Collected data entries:

//! ### English
//! Events delivered to the display thread and the dispatch contract that handles them.
//!
//! ### 中文
//! 投递到显示线程的事件，以及处理这些事件的分发约定。

use crossbeam_channel as channel;
use dpi::PhysicalSize;
use tracing::trace;

/// ### English
/// Mouse button named by an input event.
///
/// ### 中文
/// 输入事件涉及的鼠标按键。
#[derive(Clone, Copy, Debug, PartialEq, Eq)]
pub enum MouseButton {
    Left,
    Right,
    Middle,
}

/// ### English
/// What happened to a mouse button.
///
/// ### 中文
/// 鼠标按键发生的动作。
#[derive(Clone, Copy, Debug, PartialEq, Eq)]
pub enum ButtonAction {
    Down,
    Up,
    DoubleClick,
}

/// ### English
/// User input received by the display surface. The display surface covers the source window,
/// so every input event is forwarded there unchanged.
///
/// `x`/`y` are client coordinates; `modifiers` and key codes are the platform's own values.
///
/// ### 中文
/// 显示表面收到的用户输入。显示表面覆盖在源窗口之上，因此每个输入事件都原样转发给源窗口。
///
/// `x`/`y` 为客户区坐标；`modifiers` 与按键码为平台自身的取值。
#[derive(Clone, Copy, Debug, PartialEq, Eq)]
pub enum InputEvent {
    KeyDown { key: u32, flags: u32 },
    KeyUp { key: u32, flags: u32 },
    Char { codepoint: u32, flags: u32 },
    MouseMove { x: i32, y: i32, modifiers: u32 },
    MouseWheel { delta: i32, x: i32, y: i32, modifiers: u32 },
    MouseButton {
        button: MouseButton,
        action: ButtonAction,
        x: i32,
        y: i32,
        modifiers: u32,
    },
}

/// ### English
/// Messages processed by the display thread's dispatch loop.
///
/// ### 中文
/// 由显示线程分发循环处理的消息。
#[derive(Clone, Copy, Debug, PartialEq, Eq)]
pub enum DisplayEvent {
    /// ### English
    /// The producer handed off a frame.
    ///
    /// ### 中文
    /// 生产者交出了一帧。
    NewFrame,
    /// ### English
    /// The window system asks for the surface to be painted.
    ///
    /// ### 中文
    /// 窗口系统请求绘制表面。
    Paint,
    Resize(PhysicalSize<u32>),
    Input(InputEvent),
    /// ### English
    /// The user asked to close the display surface; forwarded to the source window.
    ///
    /// ### 中文
    /// 用户请求关闭显示表面；转发给源窗口。
    Close,
    /// ### English
    /// Leave the dispatch loop and tear down.
    ///
    /// ### 中文
    /// 退出分发循环并执行销毁。
    Quit,
}

/// ### English
/// Whether the dispatch loop keeps running after an event.
///
/// ### 中文
/// 处理完某个事件后分发循环是否继续运行。
#[derive(Clone, Copy, Debug, PartialEq, Eq)]
pub enum Flow {
    Continue,
    Exit,
}

/// ### English
/// Per-window event handling on the display thread.
///
/// ### 中文
/// 显示线程上按窗口进行的事件处理。
pub trait EventHandler {
    fn handle(&mut self, event: DisplayEvent) -> Flow;
}

/// ### English
/// Sending half of the display thread's event channel. Cheap to clone; never blocks.
///
/// ### 中文
/// 显示线程事件通道的发送端；clone 开销低且从不阻塞。
#[derive(Clone, Debug)]
pub struct EventSink {
    tx: channel::Sender<DisplayEvent>,
}

impl EventSink {
    /// ### English
    /// Creates a sink and the receiver the display thread drains.
    ///
    /// ### 中文
    /// 创建发送端以及由显示线程 drain 的接收端。
    pub fn channel() -> (Self, channel::Receiver<DisplayEvent>) {
        let (tx, rx) = channel::unbounded();
        (Self { tx }, rx)
    }

    /// ### English
    /// Queues `event`. Returns `false` if the display thread is gone.
    ///
    /// ### 中文
    /// 将 `event` 入队；显示线程已退出时返回 `false`。
    pub fn post(&self, event: DisplayEvent) -> bool {
        let delivered = self.tx.try_send(event).is_ok();
        if !delivered {
            trace!(?event, "display thread gone, event dropped");
        }
        delivered
    }
}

ASSIGNMENT
Nothing in the entries above may be left out; retype them all exactly.

EXERCISE ANSWER
//! ### English
//! Events delivered to the display thread and the dispatch contract that handles them.
//!
//! ### 中文
//! 投递到显示线程的事件，以及处理这些事件的分发约定。

use crossbeam_channel as channel;
use dpi::PhysicalSize;
use tracing::trace;

/// ### English
/// Mouse button named by an input event.
///
/// ### 中文
/// 输入事件涉及的鼠标按键。
#[derive(Clone, Copy, Debug, PartialEq, Eq)]
pub enum MouseButton {
    Left,
    Right,
    Middle,
}

/// ### English
/// What happened to a mouse button.
///
/// ### 中文
/// 鼠标按键发生的动作。
#[derive(Clone, Copy, Debug, PartialEq, Eq)]
pub enum ButtonAction {
    Down,
    Up,
    DoubleClick,
}

/// ### English
/// User input received by the display surface. The display surface covers the source window,
/// so every input event is forwarded there unchanged.
///
/// `x`/`y` are client coordinates; `modifiers` and key codes are the platform's own values.
///
/// ### 中文
/// 显示表面收到的用户输入。显示表面覆盖在源窗口之上，因此每个输入事件都原样转发给源窗口。
///
/// `x`/`y` 为客户区坐标；`modifiers` 与按键码为平台自身的取值。
#[derive(Clone, Copy, Debug, PartialEq, Eq)]
pub enum InputEvent {
    KeyDown { key: u32, flags: u32 },
    KeyUp { key: u32, flags: u32 },
    Char { codepoint: u32, flags: u32 },
    MouseMove { x: i32, y: i32, modifiers: u32 },
    MouseWheel { delta: i32, x: i32, y: i32, modifiers: u32 },
    MouseButton {
        button: MouseButton,
        action: ButtonAction,
        x: i32,
        y: i32,
        modifiers: u32,
    },
}

/// ### English
/// Messages processed by the display thread's dispatch loop.
///
/// ### 中文
/// 由显示线程分发循环处理的消息。
#[derive(Clone, Copy, Debug, PartialEq, Eq)]
pub enum DisplayEvent {
    /// ### English
    /// The producer handed off a frame.
    ///
    /// ### 中文
    /// 生产者交出了一帧。
    NewFrame,
    /// ### English
    /// The window system asks for the surface to be painted.
    ///
    /// ### 中文
    /// 窗口系统请求绘制表面。
    Paint,
    Resize(PhysicalSize<u32>),
    Input(InputEvent),
    /// ### English
    /// The user asked to close the display surface; forwarded to the source window.
    ///
    /// ### 中文
    /// 用户请求关闭显示表面；转发给源窗口。
    Close,
    /// ### English
    /// Leave the dispatch loop and tear down.
    ///
    /// ### 中文
    /// 退出分发循环并执行销毁。
    Quit,
}

/// ### English
/// Whether the dispatch loop keeps running after an event.
///
/// ### 中文
/// 处理完某个事件后分发循环是否继续运行。
#[derive(Clone, Copy, Debug, PartialEq, Eq)]
pub enum Flow {
    Continue,
    Exit,
}

/// ### English
/// Per-window event handling on the display thread.
///
/// ### 中文
/// 显示线程上按窗口进行的事件处理。
pub trait EventHandler {
    fn handle(&mut self, event: DisplayEvent) -> Flow;
}

/// ### English
/// Sending half of the display thread's event channel. Cheap to clone; never blocks.
///
/// ### 中文
/// 显示线程事件通道的发送端；clone 开销低且从不阻塞。
#[derive(Clone, Debug)]
pub struct EventSink {
    tx: channel::Sender<DisplayEvent>,
}

impl EventSink {
    /// ### English
    /// Creates a sink and the receiver the display thread drains.
    ///
    /// ### 中文
    /// 创建发送端以及由显示线程 drain 的接收端。
    pub fn channel() -> (Self, channel::Receiver<DisplayEvent>) {
        let (tx, rx) = channel::unbounded();
        (Self { tx }, rx)
    }

    /// ### English
    /// Queues `event`. Returns `false` if the display thread is gone.
    ///
    /// ### 中文
    /// 将 `event` 入队；显示线程已退出时返回 `false`。
    pub fn post(&self, event: DisplayEvent) -> bool {
        let delivered = self.tx.try_send(event).is_ok();
        if !delivered {
            trace!(?event, "display thread gone, event dropped");
        }
        delivered
    }
}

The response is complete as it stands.